===== Input data

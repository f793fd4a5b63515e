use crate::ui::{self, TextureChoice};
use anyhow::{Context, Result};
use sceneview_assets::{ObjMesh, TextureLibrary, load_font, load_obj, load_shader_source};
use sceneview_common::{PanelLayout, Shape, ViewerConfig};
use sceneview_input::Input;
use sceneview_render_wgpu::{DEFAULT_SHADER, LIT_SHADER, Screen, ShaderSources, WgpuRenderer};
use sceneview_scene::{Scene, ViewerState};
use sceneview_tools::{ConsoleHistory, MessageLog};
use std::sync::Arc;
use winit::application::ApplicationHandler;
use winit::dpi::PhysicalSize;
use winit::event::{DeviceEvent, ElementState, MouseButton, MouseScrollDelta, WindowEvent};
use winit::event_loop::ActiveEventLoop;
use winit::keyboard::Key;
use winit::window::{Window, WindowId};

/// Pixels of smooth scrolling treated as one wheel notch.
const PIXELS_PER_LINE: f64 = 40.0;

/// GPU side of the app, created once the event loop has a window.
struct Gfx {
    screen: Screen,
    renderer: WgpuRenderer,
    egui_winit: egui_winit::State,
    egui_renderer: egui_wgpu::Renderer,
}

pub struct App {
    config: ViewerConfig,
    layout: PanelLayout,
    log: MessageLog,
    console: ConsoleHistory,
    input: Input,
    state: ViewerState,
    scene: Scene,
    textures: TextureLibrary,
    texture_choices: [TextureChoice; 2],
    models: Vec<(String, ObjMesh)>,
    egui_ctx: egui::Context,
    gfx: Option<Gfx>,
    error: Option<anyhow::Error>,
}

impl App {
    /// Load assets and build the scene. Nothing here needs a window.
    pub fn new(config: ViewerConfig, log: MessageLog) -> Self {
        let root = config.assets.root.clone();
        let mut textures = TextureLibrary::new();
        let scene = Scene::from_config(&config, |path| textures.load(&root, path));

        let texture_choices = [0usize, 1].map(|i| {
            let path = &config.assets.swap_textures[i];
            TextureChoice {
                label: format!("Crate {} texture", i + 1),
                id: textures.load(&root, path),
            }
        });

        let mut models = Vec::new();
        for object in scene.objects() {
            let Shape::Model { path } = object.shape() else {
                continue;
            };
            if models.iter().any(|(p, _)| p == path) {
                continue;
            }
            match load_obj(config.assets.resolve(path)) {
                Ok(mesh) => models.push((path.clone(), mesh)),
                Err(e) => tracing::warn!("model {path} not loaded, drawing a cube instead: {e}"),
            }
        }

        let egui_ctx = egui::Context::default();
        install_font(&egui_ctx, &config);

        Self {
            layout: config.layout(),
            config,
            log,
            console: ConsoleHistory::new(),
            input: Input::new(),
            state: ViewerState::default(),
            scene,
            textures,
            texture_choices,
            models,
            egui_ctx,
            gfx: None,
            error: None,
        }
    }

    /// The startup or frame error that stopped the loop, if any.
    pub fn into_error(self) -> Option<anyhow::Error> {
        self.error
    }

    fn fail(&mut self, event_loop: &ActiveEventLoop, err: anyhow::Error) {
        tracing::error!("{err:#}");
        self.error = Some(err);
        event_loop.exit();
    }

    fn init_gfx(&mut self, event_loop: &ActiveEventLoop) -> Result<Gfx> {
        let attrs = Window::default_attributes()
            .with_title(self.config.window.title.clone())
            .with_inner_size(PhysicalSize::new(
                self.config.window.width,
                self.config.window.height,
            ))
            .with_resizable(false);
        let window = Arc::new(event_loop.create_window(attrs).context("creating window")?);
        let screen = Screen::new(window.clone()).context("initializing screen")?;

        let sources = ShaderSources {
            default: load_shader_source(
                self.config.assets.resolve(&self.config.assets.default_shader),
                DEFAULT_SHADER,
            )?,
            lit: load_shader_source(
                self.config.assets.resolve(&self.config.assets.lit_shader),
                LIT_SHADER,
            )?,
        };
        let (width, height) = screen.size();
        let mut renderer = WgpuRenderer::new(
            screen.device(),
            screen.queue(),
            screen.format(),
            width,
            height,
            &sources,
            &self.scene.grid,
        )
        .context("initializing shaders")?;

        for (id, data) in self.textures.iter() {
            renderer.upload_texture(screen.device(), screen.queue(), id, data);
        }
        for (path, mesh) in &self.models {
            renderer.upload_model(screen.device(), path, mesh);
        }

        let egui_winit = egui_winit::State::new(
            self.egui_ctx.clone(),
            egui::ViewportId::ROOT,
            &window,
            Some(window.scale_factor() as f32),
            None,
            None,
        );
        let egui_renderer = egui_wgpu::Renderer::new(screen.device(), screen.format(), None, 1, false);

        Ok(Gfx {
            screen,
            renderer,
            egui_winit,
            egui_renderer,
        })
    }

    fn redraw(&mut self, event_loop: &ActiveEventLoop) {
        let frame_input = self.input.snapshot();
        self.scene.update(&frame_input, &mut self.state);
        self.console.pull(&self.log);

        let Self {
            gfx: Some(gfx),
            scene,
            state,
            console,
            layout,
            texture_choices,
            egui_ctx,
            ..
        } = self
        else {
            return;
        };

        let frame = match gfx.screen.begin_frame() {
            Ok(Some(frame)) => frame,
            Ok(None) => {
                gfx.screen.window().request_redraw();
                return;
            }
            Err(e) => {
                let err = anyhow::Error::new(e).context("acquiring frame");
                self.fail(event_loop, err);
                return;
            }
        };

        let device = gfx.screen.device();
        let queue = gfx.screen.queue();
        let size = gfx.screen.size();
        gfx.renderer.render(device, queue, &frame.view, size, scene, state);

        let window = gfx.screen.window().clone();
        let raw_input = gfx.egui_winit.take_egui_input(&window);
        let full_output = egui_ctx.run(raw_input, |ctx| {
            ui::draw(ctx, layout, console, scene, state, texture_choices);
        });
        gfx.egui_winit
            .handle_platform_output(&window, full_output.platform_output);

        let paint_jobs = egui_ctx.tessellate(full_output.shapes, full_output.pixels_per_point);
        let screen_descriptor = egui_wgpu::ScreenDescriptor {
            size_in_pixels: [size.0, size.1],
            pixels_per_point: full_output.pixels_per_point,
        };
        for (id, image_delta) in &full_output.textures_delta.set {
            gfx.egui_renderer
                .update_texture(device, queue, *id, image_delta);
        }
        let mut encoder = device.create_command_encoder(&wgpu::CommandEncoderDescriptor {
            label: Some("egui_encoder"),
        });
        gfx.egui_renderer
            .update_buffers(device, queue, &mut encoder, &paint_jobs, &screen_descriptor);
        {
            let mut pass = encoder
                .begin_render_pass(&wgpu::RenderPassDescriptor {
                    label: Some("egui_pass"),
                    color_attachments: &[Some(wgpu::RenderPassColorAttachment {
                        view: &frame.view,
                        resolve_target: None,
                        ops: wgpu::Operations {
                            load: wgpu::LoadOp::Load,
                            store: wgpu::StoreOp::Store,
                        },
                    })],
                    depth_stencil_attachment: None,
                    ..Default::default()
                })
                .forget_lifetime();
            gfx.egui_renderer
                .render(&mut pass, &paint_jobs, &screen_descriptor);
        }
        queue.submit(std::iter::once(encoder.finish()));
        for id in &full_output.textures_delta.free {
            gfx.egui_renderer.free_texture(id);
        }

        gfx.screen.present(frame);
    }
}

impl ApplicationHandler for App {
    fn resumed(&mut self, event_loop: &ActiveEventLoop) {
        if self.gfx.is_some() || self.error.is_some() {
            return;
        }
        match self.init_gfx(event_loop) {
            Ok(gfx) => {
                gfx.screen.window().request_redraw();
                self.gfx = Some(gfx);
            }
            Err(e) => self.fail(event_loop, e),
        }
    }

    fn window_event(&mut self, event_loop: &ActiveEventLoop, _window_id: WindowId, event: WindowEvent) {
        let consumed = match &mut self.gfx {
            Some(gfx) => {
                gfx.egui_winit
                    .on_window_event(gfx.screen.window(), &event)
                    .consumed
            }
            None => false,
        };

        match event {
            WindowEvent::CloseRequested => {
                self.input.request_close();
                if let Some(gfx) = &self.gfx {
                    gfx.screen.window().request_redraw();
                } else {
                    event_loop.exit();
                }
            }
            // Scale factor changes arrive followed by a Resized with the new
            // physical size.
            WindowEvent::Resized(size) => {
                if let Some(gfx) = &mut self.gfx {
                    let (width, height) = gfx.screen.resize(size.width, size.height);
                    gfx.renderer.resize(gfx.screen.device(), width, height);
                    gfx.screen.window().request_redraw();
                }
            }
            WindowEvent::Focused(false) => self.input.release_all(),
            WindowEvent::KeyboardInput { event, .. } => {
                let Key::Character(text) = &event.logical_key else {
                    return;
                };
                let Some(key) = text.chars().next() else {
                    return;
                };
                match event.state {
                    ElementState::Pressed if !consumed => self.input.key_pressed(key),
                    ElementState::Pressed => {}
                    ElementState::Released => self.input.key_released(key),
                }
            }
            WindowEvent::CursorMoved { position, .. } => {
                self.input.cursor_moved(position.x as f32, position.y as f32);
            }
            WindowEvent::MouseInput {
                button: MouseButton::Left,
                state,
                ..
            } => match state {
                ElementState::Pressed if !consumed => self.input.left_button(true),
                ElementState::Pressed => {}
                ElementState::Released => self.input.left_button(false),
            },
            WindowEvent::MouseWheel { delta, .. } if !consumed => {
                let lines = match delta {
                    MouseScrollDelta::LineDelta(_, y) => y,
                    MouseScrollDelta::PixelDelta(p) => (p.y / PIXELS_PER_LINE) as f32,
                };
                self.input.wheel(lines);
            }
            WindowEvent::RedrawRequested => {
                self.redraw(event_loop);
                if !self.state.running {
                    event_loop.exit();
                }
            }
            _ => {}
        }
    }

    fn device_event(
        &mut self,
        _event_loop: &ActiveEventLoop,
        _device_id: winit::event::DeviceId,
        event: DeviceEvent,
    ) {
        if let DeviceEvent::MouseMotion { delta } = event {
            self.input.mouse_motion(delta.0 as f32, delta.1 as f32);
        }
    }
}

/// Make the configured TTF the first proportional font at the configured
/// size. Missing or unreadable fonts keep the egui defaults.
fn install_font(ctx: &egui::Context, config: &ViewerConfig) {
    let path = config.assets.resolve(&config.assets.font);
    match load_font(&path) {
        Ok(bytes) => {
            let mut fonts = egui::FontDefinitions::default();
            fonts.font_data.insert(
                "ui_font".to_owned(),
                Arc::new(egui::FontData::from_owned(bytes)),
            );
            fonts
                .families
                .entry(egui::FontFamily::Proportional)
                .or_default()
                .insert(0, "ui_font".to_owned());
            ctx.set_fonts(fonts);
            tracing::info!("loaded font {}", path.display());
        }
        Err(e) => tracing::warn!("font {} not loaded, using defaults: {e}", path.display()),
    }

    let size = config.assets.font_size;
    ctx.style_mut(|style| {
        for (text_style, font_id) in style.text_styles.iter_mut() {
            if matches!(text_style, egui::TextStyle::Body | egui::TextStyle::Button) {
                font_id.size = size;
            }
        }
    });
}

==========
===== Input data

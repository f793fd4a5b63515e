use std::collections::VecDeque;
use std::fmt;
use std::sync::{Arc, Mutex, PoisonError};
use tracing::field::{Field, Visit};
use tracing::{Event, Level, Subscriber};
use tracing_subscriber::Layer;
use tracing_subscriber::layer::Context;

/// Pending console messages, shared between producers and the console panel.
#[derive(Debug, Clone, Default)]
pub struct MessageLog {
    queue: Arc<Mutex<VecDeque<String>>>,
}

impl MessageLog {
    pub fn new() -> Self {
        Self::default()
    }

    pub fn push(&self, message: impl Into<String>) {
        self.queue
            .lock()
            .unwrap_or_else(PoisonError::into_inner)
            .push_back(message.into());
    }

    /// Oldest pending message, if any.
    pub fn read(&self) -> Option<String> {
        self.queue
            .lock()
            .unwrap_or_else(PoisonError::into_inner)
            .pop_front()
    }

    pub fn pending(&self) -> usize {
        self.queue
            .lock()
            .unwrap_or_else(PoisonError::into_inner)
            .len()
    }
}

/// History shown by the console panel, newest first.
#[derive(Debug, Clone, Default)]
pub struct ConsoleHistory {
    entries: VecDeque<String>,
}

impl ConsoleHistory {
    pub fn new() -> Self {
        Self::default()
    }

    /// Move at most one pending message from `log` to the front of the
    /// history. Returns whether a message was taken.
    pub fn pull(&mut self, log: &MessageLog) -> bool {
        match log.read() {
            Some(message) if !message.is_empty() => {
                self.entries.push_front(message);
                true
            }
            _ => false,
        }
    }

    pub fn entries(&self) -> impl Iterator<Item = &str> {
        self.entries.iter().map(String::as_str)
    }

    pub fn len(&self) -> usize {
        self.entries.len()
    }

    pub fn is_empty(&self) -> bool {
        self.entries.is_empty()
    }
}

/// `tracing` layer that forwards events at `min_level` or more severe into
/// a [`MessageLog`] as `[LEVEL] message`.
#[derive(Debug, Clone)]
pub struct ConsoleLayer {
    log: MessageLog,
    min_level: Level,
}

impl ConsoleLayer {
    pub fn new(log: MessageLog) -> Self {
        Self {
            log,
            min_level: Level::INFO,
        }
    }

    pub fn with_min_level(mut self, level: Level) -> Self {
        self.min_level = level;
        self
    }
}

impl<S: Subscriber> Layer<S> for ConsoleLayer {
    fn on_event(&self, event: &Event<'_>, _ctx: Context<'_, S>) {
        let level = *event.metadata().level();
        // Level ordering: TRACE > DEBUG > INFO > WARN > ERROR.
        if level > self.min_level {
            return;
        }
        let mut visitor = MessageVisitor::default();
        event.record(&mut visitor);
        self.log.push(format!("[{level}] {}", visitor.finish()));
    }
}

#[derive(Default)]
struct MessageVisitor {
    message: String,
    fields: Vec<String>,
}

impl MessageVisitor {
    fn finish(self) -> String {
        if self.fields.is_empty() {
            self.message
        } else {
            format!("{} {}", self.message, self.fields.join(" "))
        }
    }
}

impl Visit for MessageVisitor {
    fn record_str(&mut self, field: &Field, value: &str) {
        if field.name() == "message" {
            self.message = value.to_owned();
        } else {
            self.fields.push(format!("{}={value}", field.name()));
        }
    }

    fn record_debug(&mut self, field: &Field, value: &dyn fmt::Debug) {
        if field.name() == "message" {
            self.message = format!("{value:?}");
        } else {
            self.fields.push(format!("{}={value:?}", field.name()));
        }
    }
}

==========

Take each line from the preceding material that contains "PhysicalSize" and copy it.

use winit::dpi::PhysicalSize;
            .with_inner_size(PhysicalSize::new(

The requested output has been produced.